J.S, Steglitz, Berlin, 2006.
Galactic Pot-Healer
Joe Farnwright4 n’était plus personne. Perdu au fond de sa mégalopole mondiale, il survivait grâce au souvenir d’un temps où son métier l’avait maintenu en vie. Lui, l’homme en miettes, il recollait les morceaux des céramiques brisées. Sous ses doigts, les œuvres d’art reprenaient vie – guérissaient, comme il aimait à se le répéter. Pour lui aussi c’était une réparation. Heureuse époque ! Désormais, plus personne ne voulait de lui ou de son talent. Et voilà qu’un jour, venu des profondeurs de l’espace, un être monstrueux ou divin lui demandait ses services dans la plus grande tâche jamais réalisée. Un exploit qui le sauverait de la noyade. Mais pouvait-il avoir confiance ? […]
[….] « Je crois percevoir votre problème . Vous devriez créer une poterie nouvelle, plutôt que de rafistoler les vieilles.» 5
« Mais mon père soignait les poteries avant moi » - s’étonna t-il.
« Voyez le succès des aspirations de Glimmung.

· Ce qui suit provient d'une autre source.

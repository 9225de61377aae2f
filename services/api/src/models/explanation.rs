//! Explanation request and response payloads

use serde::{Deserialize, Serialize};
use serde_json::{Map, Value};

/// A subtitle line with its position in the video
#[derive(Debug, Clone, Deserialize)]
#[serde(rename_all = "camelCase")]
pub struct SubtitleLine {
    pub text: String,
    /// Seconds from the start of the video
    pub timestamp: f64,
    /// Sound or visual effects shown with the line
    #[serde(default)]
    pub non_verbal_cues: Option<Vec<String>>,
}

impl SubtitleLine {
    pub fn cues(&self) -> &[String] {
        self.non_verbal_cues.as_deref().unwrap_or_default()
    }
}

/// Explanation request
#[derive(Debug, Clone, Deserialize)]
#[serde(rename_all = "camelCase")]
pub struct ExplainRequest {
    pub video_id: String,
    pub image_id: Option<String>,
    pub selected_text: String,
    pub timestamp: f64,
    #[serde(default = "default_language")]
    pub language: String,
    pub platform: Option<String>,
    pub title: Option<String>,
    pub metadata: Option<Map<String, Value>>,
    /// Prior subtitle lines, oldest first
    #[serde(default)]
    pub context: Option<Vec<SubtitleLine>>,
    pub current_subtitle: Option<SubtitleLine>,
}

fn default_language() -> String {
    "en".to_string()
}

impl ExplainRequest {
    pub fn context_lines(&self) -> &[SubtitleLine] {
        self.context.as_deref().unwrap_or_default()
    }

    pub fn current_cues(&self) -> &[String] {
        self.current_subtitle
            .as_ref()
            .map(SubtitleLine::cues)
            .unwrap_or_default()
    }
}

#[derive(Debug, Clone, Copy, PartialEq, Eq, Serialize, Deserialize)]
#[serde(rename_all = "snake_case")]
pub enum SourceKind {
    AiAnalysis,
    VideoContext,
}

#[derive(Debug, Clone, PartialEq, Serialize, Deserialize)]
pub struct ExplanationSource {
    #[serde(rename = "type")]
    pub kind: SourceKind,
    pub title: String,
}

/// A moment of the video the explanation points at
#[derive(Debug, Clone, PartialEq, Serialize, Deserialize)]
pub struct ExplanationReference {
    pub timestamp: f64,
    pub description: String,
}

#[derive(Debug, Clone, PartialEq, Serialize, Deserialize)]
pub struct Explanation {
    pub text: String,
    pub sources: Vec<ExplanationSource>,
    pub references: Vec<ExplanationReference>,
}

#[derive(Debug, Clone, Serialize)]
#[serde(rename_all = "camelCase")]
pub struct ExplainResponseData {
    pub explanation: Explanation,
    pub cached: bool,
    /// Milliseconds spent answering
    pub response_time: u64,
}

Soyez son émule, faites comme lui, qui, dans son entreprise, a combattu puis défait le Livre des Kalendes et donc renversé la terrible tyrannie du destin. Soyez créatif. Refusez l’entropie. Essayez. »
Il répéta : « Essayer. » Il n’avait jamais pensé à cela, à produire un vase original, dépôt de sa créativité. Il possédait toutes les connaissances techniques nécessaires; il comprenait exactement comment naissait une pièce de céramique.
« Dans l’atelier installé par Glimmung », fit le gastéropode, « vous avez tout l’équipement et les matériaux pour réussir l’entreprise. Aidé de votre savoir et votre talent, vous ferez sûrement un très beau vase. »
« D’accord », lança t-il d’une voix dure. »
6« D’accord, je vais m’y mettre. Je vais essayer. » Il se tenait debout au milieu de l’atelier resplendissant, sous les plafonniers qui l’inondaient de lumière. Il observait l’établi principal, les trois waldoes, les loupes auto-convergentes, les dix aiguilles à fusion de toutes les tailles et surtout les multiples émaux, la série immense de teintes, coloris, nuances. L’aire antigravité reçut elle aussi son attention. Le four. Les jarres d’argile humide. Et la roue de potier au moteur électrique. L’espoir gonfla son cœur. Il n’avait besoin de rien d’autre. Roue, argile, émaux, four. »
Ouvrant une des jarres, il en tira une poignée d’argile grise dégoulinante, l’amena vers la roue qu’il mit en marche avant de placer le matériau gluant en plein milieu. Allons-y pour la première tentative, se dit-il plein d’entrain. De ses pouces solides il commença à fouiller la masse pendant que ses autres doigts pressaient pour redresser la matière en une colonne effilée virtuellement symétrique. Le monticule s’éleva de plus en plus haut et les pouces s’enfoncèrent toujours plus profond, pour évider le centre. Enfin la poterie fut terminée.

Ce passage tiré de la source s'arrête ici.